## [TASK TO COMPLETE]
Nothing but a number should be given: the count of lines in the data that include the string "easy".

(Source data)
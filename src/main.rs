mod cli;
mod compose;
mod config;
mod docker;
mod executor;
mod logging;
mod nginx;
mod prompt;
mod setup;
mod snapshot;
mod ssl;
mod template;
mod update;

use crate::cli::{Args, CertCommand, Command, ConfigCommand, ProfileCommand, SnapshotCommand};
use crate::config::{load_config, save_config, RockProfile, Workspace};
use crate::executor::{CommandExecutor, DefaultCommandExecutor};
use crate::prompt::Prompter;
use anyhow::{Context, Result};
use clap::Parser;

#[tokio::main]
async fn main() -> Result<()> {
    let args = Args::parse();
    logging::setup_logging(args.verbose);

    let workspace = Workspace::new(&args.path);
    let executor = DefaultCommandExecutor;

    match args.command {
        Command::Setup {
            stack_name,
            hosts,
            port,
            password,
        } => {
            setup::run(
                &workspace,
                &executor,
                setup::SetupOptions {
                    stack_name,
                    hosts,
                    port,
                    password,
                },
            )
            .await
        }

        Command::Up => {
            let config = load_config(&workspace)?;
            println!("Starting the Opal stack...");
            docker::up(&executor, &workspace, &config).await
        }

        Command::Down => {
            let config = load_config(&workspace)?;
            println!("Stopping the Opal stack...");
            docker::down(&executor, &workspace, &config).await
        }

        Command::Restart => {
            let config = load_config(&workspace)?;
            println!("Restarting the Opal stack...");
            docker::restart(&executor, &workspace, &config).await
        }

        Command::Reset => {
            let config = load_config(&workspace)?;
            let mut prompter = Prompter::new()?;
            if !prompter.confirm(
                "This will permanently delete all data (mongo database, etc). Continue?",
                false,
            )? {
                println!("Reset aborted.");
                return Ok(());
            }
            println!("Resetting the Opal stack...");
            docker::reset(&executor, &workspace, &config).await
        }

        Command::Status => {
            let config = load_config(&workspace)?;
            docker::status(&executor, &workspace, &config).await
        }

        Command::Profile(command) => handle_profile(&workspace, command),
        Command::Config(command) => handle_config(&workspace, command),
        Command::Cert(command) => handle_cert(&workspace, &executor, command).await,
        Command::Snapshot(command) => handle_snapshot(&workspace, command),
        Command::Update => update::run(&executor, workspace.root()).await,
    }
}

/// Snapshot the current files, save the new config and regenerate the
/// compose file. Shared tail of every config-mutating command. Rejects
/// invalid configs up front; a saved config that fails validation would
/// block every subsequent command.
fn commit_config_change(workspace: &Workspace, config: &config::StackConfig) -> Result<()> {
    config.validate()?;
    snapshot::create(workspace)?;
    save_config(workspace, config)?;
    compose::generate_compose_file(workspace, config)?;
    println!("\nRun 'easy-opal up' to apply the changes.");
    Ok(())
}

fn handle_profile(workspace: &Workspace, command: ProfileCommand) -> Result<()> {
    match command {
        ProfileCommand::Add { name, image, tag } => {
            let mut config = load_config(workspace)?;

            let (name, image, tag) = if let Some(name) = name {
                (
                    name,
                    image.unwrap_or_else(|| "datashield/rock-base".to_string()),
                    tag.unwrap_or_else(|| "latest".to_string()),
                )
            } else {
                let mut prompter = Prompter::new()?;
                let name =
                    prompter.input("Profile service name (e.g., datashield-rock)", None)?;
                let image = match image {
                    Some(image) => image,
                    None => prompter.input("Docker image", Some("datashield/rock-base"))?,
                };
                let tag = match tag {
                    Some(tag) => tag,
                    None => prompter.input("Image tag", Some("latest"))?,
                };
                (name, image, tag)
            };

            if name.is_empty() {
                anyhow::bail!("profile name must not be empty");
            }
            if config.profiles.iter().any(|p| p.name == name) {
                anyhow::bail!("a profile with the name '{name}' already exists");
            }

            config.profiles.push(RockProfile { name: name.clone(), image, tag });
            commit_config_change(workspace, &config)?;
            println!("Profile '{name}' added to configuration.");
            Ok(())
        }

        ProfileCommand::Remove { name } => {
            let mut config = load_config(workspace)?;
            if config.profiles.is_empty() {
                println!("No profiles to remove.");
                return Ok(());
            }

            let index = match name {
                Some(name) => config
                    .profiles
                    .iter()
                    .position(|p| p.name == name)
                    .with_context(|| format!("no profile named '{name}'"))?,
                None => {
                    print_profile_table(&config.profiles, true);
                    let mut prompter = Prompter::new()?;
                    prompter.choose_index(
                        "Enter the index of the profile to remove",
                        config.profiles.len(),
                    )?
                }
            };

            let removed = config.profiles.remove(index);
            commit_config_change(workspace, &config)?;
            println!("Profile '{}' removed.", removed.name);
            Ok(())
        }

        ProfileCommand::List => {
            let config = load_config(workspace)?;
            if config.profiles.is_empty() {
                println!("No profiles configured.");
            } else {
                print_profile_table(&config.profiles, false);
            }
            Ok(())
        }
    }
}

fn print_profile_table(profiles: &[RockProfile], with_index: bool) {
    if with_index {
        println!("{:<6} {:<24} {}", "Index", "Name", "Image");
        for (i, profile) in profiles.iter().enumerate() {
            println!(
                "{:<6} {:<24} {}:{}",
                i, profile.name, profile.image, profile.tag
            );
        }
    } else {
        println!("{:<24} {:<40} {}", "Name", "Docker Image", "Tag");
        for profile in profiles {
            println!("{:<24} {:<40} {}", profile.name, profile.image, profile.tag);
        }
    }
}

fn handle_config(workspace: &Workspace, command: ConfigCommand) -> Result<()> {
    match command {
        ConfigCommand::Show => {
            let config = load_config(workspace)?;
            println!("{}", serde_json::to_string_pretty(&config)?);
            Ok(())
        }

        ConfigCommand::ChangePassword { password } => {
            let mut config = load_config(workspace)?;
            let password = match password {
                Some(password) => password,
                None => {
                    let mut prompter = Prompter::new()?;
                    prompter.input("Enter the new Opal administrator password", None)?
                }
            };
            if password.is_empty() {
                anyhow::bail!("password must not be empty");
            }
            config.opal_admin_password = password;
            commit_config_change(workspace, &config)?;
            println!("Password updated in configuration.");
            Ok(())
        }

        ConfigCommand::ChangePort { port } => {
            let mut config = load_config(workspace)?;
            let port = match port {
                Some(port) => port,
                None => {
                    let mut prompter = Prompter::new()?;
                    loop {
                        let answer = prompter.input(
                            "Enter the new external HTTPS port",
                            Some(&config.opal_external_port.to_string()),
                        )?;
                        match answer.parse::<u16>() {
                            Ok(port) if port > 0 => break port,
                            _ => println!("Please enter a valid port number."),
                        }
                    }
                }
            };
            config.opal_external_port = port;
            commit_config_change(workspace, &config)?;
            println!("Port updated in configuration.");
            Ok(())
        }
    }
}

async fn handle_cert(
    workspace: &Workspace,
    executor: &dyn CommandExecutor,
    command: CertCommand,
) -> Result<()> {
    match command {
        CertCommand::Regenerate => {
            let config = load_config(workspace)?;
            println!(
                "Regenerating certificate using '{}' strategy...",
                config.ssl.strategy
            );
            ssl::regenerate(executor, workspace, &config).await
        }
    }
}

fn handle_snapshot(workspace: &Workspace, command: SnapshotCommand) -> Result<()> {
    match command {
        SnapshotCommand::List => {
            let snapshots = snapshot::list(workspace)?;
            if snapshots.is_empty() {
                println!("No snapshots found.");
                return Ok(());
            }
            println!("{:<6} {:<20} {}", "Index", "Date", "Snapshot ID");
            for (i, snap) in snapshots.iter().enumerate() {
                println!(
                    "{:<6} {:<20} {}",
                    i,
                    snap.time.format("%Y-%m-%d %H:%M:%S"),
                    snap.id
                );
            }
            Ok(())
        }

        SnapshotCommand::Restore { id, yes } => {
            let snapshots = snapshot::list(workspace)?;
            if snapshots.is_empty() {
                println!("No snapshots to restore.");
                return Ok(());
            }

            let selected = match id {
                Some(id) => snapshot::find(workspace, &id)?
                    .with_context(|| format!("snapshot '{id}' not found"))?,
                None => {
                    println!("{:<6} {:<20} {}", "Index", "Date", "Snapshot ID");
                    for (i, snap) in snapshots.iter().enumerate() {
                        println!(
                            "{:<6} {:<20} {}",
                            i,
                            snap.time.format("%Y-%m-%d %H:%M:%S"),
                            snap.id
                        );
                    }
                    let mut prompter = Prompter::new()?;
                    let index = prompter
                        .choose_index("Enter the index of the snapshot to restore", snapshots.len())?;
                    snapshots[index].clone()
                }
            };

            println!("\nPreparing to restore from snapshot: {}", selected.id);

            for (name, contents) in snapshot::read_files(&selected)? {
                println!("\nPreview of snapshot's {name}:");
                print!("{contents}");
                if !contents.ends_with('\n') {
                    println!();
                }
            }

            let diffs = snapshot::diff_against_current(workspace, &selected)?;
            if diffs.is_empty() {
                println!("No differences between the current configuration and the snapshot.");
                if !yes {
                    let mut prompter = Prompter::new()?;
                    if !prompter.confirm("Still re-apply this configuration?", false)? {
                        println!("Restore aborted.");
                        return Ok(());
                    }
                }
            } else {
                for (name, diff) in &diffs {
                    println!("\nChanges for {name}:");
                    print!("{diff}");
                }
            }

            let proceed = yes || {
                let mut prompter = Prompter::new()?;
                prompter.confirm(
                    "Overwrite your current configuration with this snapshot?",
                    false,
                )?
            };
            if !proceed {
                println!("Restore aborted.");
                return Ok(());
            }

            snapshot::restore(workspace, &selected)?;
            println!("Configuration successfully restored.");
            println!("Run 'easy-opal restart' for all changes to take effect.");
            Ok(())
        }
    }
}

## [PROBLEM SOLUTION]
2